Substance P is a peptide distributed in the brain and spinal cord in addition to the enteric nervous system (12). Substance P causes vasodilation, which results in increased blood flow in hepatic, mesenteric and portal vascular beds, and inhibits intestinal acid secretion and intestinal absorption (12,29). The fact that there was minimal vasorelaxation of the colonic vessel rings in this study combined with the lack of a measurable increase in colonic arterial or venous plasma during low-flow ischemia and reperfusion (19) suggests that SP probably has a minor role in regulation of the colonic vasculature under physiologic or pathophysiologic conditions in horses.

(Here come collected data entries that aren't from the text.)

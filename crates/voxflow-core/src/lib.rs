//! Core traits and types for the voxflow conversation orchestrator
//!
//! This crate provides foundational types used across all other crates:
//! - Packet taxonomy flowing through the conversation runtime
//! - Conversation, assistant and deployment-behavior entities
//! - Audio configuration at the transport/provider boundary
//! - Tool and function definitions
//! - Error types
//! - The `Communication` / `Dispatcher` seams between the runtime and the
//!   providers that call back into it

pub mod assistant;
pub mod audio;
pub mod comm;
pub mod conversation;
pub mod error;
pub mod metric;
pub mod options;
pub mod packet;
pub mod tool;

pub use assistant::{Assistant, AssistantTool, DeploymentBehavior, ProviderGrpc, ProviderWebsocket};
pub use audio::{AudioConfig, AudioFormat};
pub use comm::{Communication, Dispatcher, PacketSender};
pub use conversation::{Actor, Conversation, Direction, InputMode, Message, Source};
pub use error::{Error, Result};
pub use metric::Metric;
pub use options::Options;
pub use packet::{Action, InterruptionSource, Packet};
pub use tool::{FunctionDefinition, FunctionParameter, PropertyDefinition, ToolCall, ToolContent};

Overall, colonic arteries with intact endothelium were more sensitive and responded to the neuropeptides evaluated in this study with a greater magnitude of relaxation than those without endothelium. This indicates that the relaxant effects of these neuropeptides on colonic arteries are dependent upon intact, functional endothelium. Lack of a significant difference in the percentage maximal response of colonic arteries with intact endothelium and those incubated with L-NAME may indicate that other endothelium-dependent relaxant mechanisms are involved. Although the concentration of L-NAME in the bath may have been insufficient to completely abolish the release of NO, we believe this is unlikely since a 10⁻⁵ M, a relatively high concentration, was used.

There was no difference among veins with intact endothelium, denuded endothelium, or those incubated with L-NAME regarding the sensitivity (EC₅₀) or magnitude (PMR) of relaxation in response to neuropeptides. This finding is similar to that observed with other substances with vasodilatory properties (20), and indicates that endothelium and NO play little or no role in modulating relaxation of colonic veins. Vasoactive intestinal peptide caused more colonic venous relaxation whereas the other neuropeptides caused more of an effect on arteries, indicating the released neuropeptides may exert their action on specific regions of the colonic circulation. Additionally, VIP appears to have a direct action on venous smooth muscle, considering there was no difference in the response of colonic veins with intact endothelium, denuded endothelium, or L-NAME treatment.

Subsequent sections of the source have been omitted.